*Data to process:*
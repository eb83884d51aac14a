//! The in-flight command list and its bookkeeping.

use crate::pool::BoundedFencePool;
use crate::residency::ResidencySet;

use rocl_hal as hal;
use rocl_hal::{Backend, CommandList as _, DeviceError, Fence as _, Queue as _};

use log::warn;

// Heuristics for opportunistic flushing. Submitting early keeps the GPU
// busy, but only pays off while the application isn't reading back every
// submission anyway.
const MIN_COMMANDS_FOR_SUBMIT: u32 = 1000;
const MIN_DISPATCHES_FOR_SUBMIT: u32 = 512;
const MIN_FLUSHES_WITH_NO_READBACK: u32 = 50;

// Upload-heap memory referenced by an open command list cannot be recycled;
// cap how much a single list may pin before forcing a flush.
const MAX_UPLOAD_PER_COMMAND_LIST: u64 = 256 * 1024 * 1024;

const MAX_IN_FLIGHT_ALLOCATORS: usize = 1024;

/// Owns the one open command list of an immediate context, the allocator
/// pool backing it, and the monotonically increasing command-list id that
/// doubles as the fence value signaled at submission.
pub struct CommandListManager<B: Backend> {
    list: B::CommandList,
    allocator: Option<B::CommandAllocator>,
    allocator_pool: BoundedFencePool<B::CommandAllocator>,
    fence: B::Fence,
    /// Fence value the current list will signal; starts at 1.
    id: u64,
    pub residency_set: ResidencySet,
    num_commands: u32,
    num_dispatches: u32,
    upload_bytes: u64,
    flushes_with_no_readback: u32,
}

impl<B: Backend> CommandListManager<B> {
    pub fn new(device: &B::Device) -> Result<Self, DeviceError> {
        let allocator = hal::Device::create_command_allocator(device)?;
        let list = hal::Device::create_command_list(device, &allocator)?;
        let fence = hal::Device::create_fence(device, 0)?;
        let mut residency_set = ResidencySet::default();
        residency_set.open();
        Ok(CommandListManager {
            list,
            allocator: Some(allocator),
            allocator_pool: BoundedFencePool::new(MAX_IN_FLIGHT_ALLOCATORS),
            fence,
            id: 1,
            residency_set,
            num_commands: 0,
            num_dispatches: 0,
            upload_bytes: 0,
            flushes_with_no_readback: 0,
        })
    }

    /// Id of the open command list; also the fence value it will signal.
    pub fn id(&self) -> u64 {
        self.id
    }

    pub fn completed_fence(&self) -> u64 {
        self.fence.completed()
    }

    pub fn has_commands(&self) -> bool {
        self.num_commands > 0
    }

    pub fn list_mut(&mut self) -> &mut B::CommandList {
        &mut self.list
    }

    pub fn command_added(&mut self) {
        self.num_commands += 1;
    }

    pub fn dispatch_added(&mut self) {
        self.num_commands += 1;
        self.num_dispatches += 1;
    }

    pub fn upload_allocated(&mut self, bytes: u64) {
        self.upload_bytes += bytes;
    }

    pub fn readback_initiated(&mut self) {
        self.flushes_with_no_readback = 0;
    }

    /// Whether the heuristics say this is a good moment to submit early.
    /// The caller performs the actual submission so it can run the full
    /// submit sequence.
    pub fn should_flush_opportunistically(&self) -> bool {
        let enough_commands = self.num_commands > MIN_COMMANDS_FOR_SUBMIT
            || self.num_dispatches > MIN_DISPATCHES_FOR_SUBMIT;
        let app_still_benefits = self.flushes_with_no_readback < MIN_FLUSHES_WITH_NO_READBACK;
        let too_much_upload = self.upload_bytes > MAX_UPLOAD_PER_COMMAND_LIST;
        if (enough_commands && app_still_benefits) || too_much_upload {
            // Only pile on if the GPU has drained everything we've sent.
            return self.fence.completed() == self.id - 1;
        }
        false
    }

    /// Close and execute the current list, signal its fence, and prepare a
    /// fresh list on a recycled allocator. `process_residency` runs between
    /// close and execute, with the closed residency set.
    pub fn submit(
        &mut self,
        queue: &B::Queue,
        device: &B::Device,
        process_residency: impl FnOnce(&mut ResidencySet, u64, u64, &B::Fence),
    ) -> Result<(), DeviceError> {
        self.flushes_with_no_readback += 1;
        self.list.close()?;

        self.residency_set.close();
        process_residency(
            &mut self.residency_set,
            self.id,
            self.fence.completed(),
            &self.fence,
        );

        queue.execute(&[&self.list]);

        let allocator = self.allocator.take().expect("allocator always present");
        self.allocator_pool.return_to_pool(allocator, self.id);

        queue.signal(&self.fence, self.id);
        self.id += 1;

        self.prepare_new_list(device)
    }

    fn prepare_new_list(&mut self, device: &B::Device) -> Result<(), DeviceError> {
        let completed = self.fence.completed();
        let fence = &self.fence;
        let allocator = self.allocator_pool.retrieve(
            completed,
            |value| {
                if !fence.wait(value) {
                    warn!("fence wait failed while recycling a command allocator");
                }
            },
            || hal::Device::create_command_allocator(device),
        )?;
        self.list.reset(&allocator)?;
        self.allocator = Some(allocator);

        self.residency_set.open();
        self.num_commands = 0;
        self.num_dispatches = 0;
        self.upload_bytes = 0;
        Ok(())
    }

    /// Wait for the given fence value, submitting first if it is the open
    /// list's own id.
    pub fn wait_for_fence_value(
        &mut self,
        value: u64,
        queue: &B::Queue,
        device: &B::Device,
        process_residency: impl FnOnce(&mut ResidencySet, u64, u64, &B::Fence),
    ) -> Result<bool, DeviceError> {
        self.flushes_with_no_readback = 0;
        if self.id <= value {
            debug_assert_eq!(self.id, value);
            self.submit(queue, device, process_residency)?;
        }
        if self.fence.completed() >= value {
            return Ok(true);
        }
        Ok(self.fence.wait(value))
    }

    /// Submit any pending work and return the fence value that marks the
    /// point everything so far completes at.
    pub fn ensure_flushed_and_fenced(
        &mut self,
        queue: &B::Queue,
        device: &B::Device,
        process_residency: impl FnOnce(&mut ResidencySet, u64, u64, &B::Fence),
    ) -> Result<u64, DeviceError> {
        self.flushes_with_no_readback = 0;
        if self.has_commands() {
            self.submit(queue, device, process_residency)?;
        }
        Ok(self.id - 1)
    }

    pub fn fence(&self) -> &B::Fence {
        &self.fence
    }
}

*What the exercise asks:*
Give back the records above exactly, limited to the lines between the one holding "let allocator = hal::Device::create_command_allocator(device)?;" and the one holding "pub fn has_commands(&self)", inclusive.

*Expected answer:*
        let allocator = hal::Device::create_command_allocator(device)?;
        let list = hal::Device::create_command_list(device, &allocator)?;
        let fence = hal::Device::create_fence(device, 0)?;
        let mut residency_set = ResidencySet::default();
        residency_set.open();
        Ok(CommandListManager {
            list,
            allocator: Some(allocator),
            allocator_pool: BoundedFencePool::new(MAX_IN_FLIGHT_ALLOCATORS),
            fence,
            id: 1,
            residency_set,
            num_commands: 0,
            num_dispatches: 0,
            upload_bytes: 0,
            flushes_with_no_readback: 0,
        })
    }

    /// Id of the open command list; also the fence value it will signal.
    pub fn id(&self) -> u64 {
        self.id
    }

    pub fn completed_fence(&self) -> u64 {
        self.fence.completed()
    }

    pub fn has_commands(&self) -> bool {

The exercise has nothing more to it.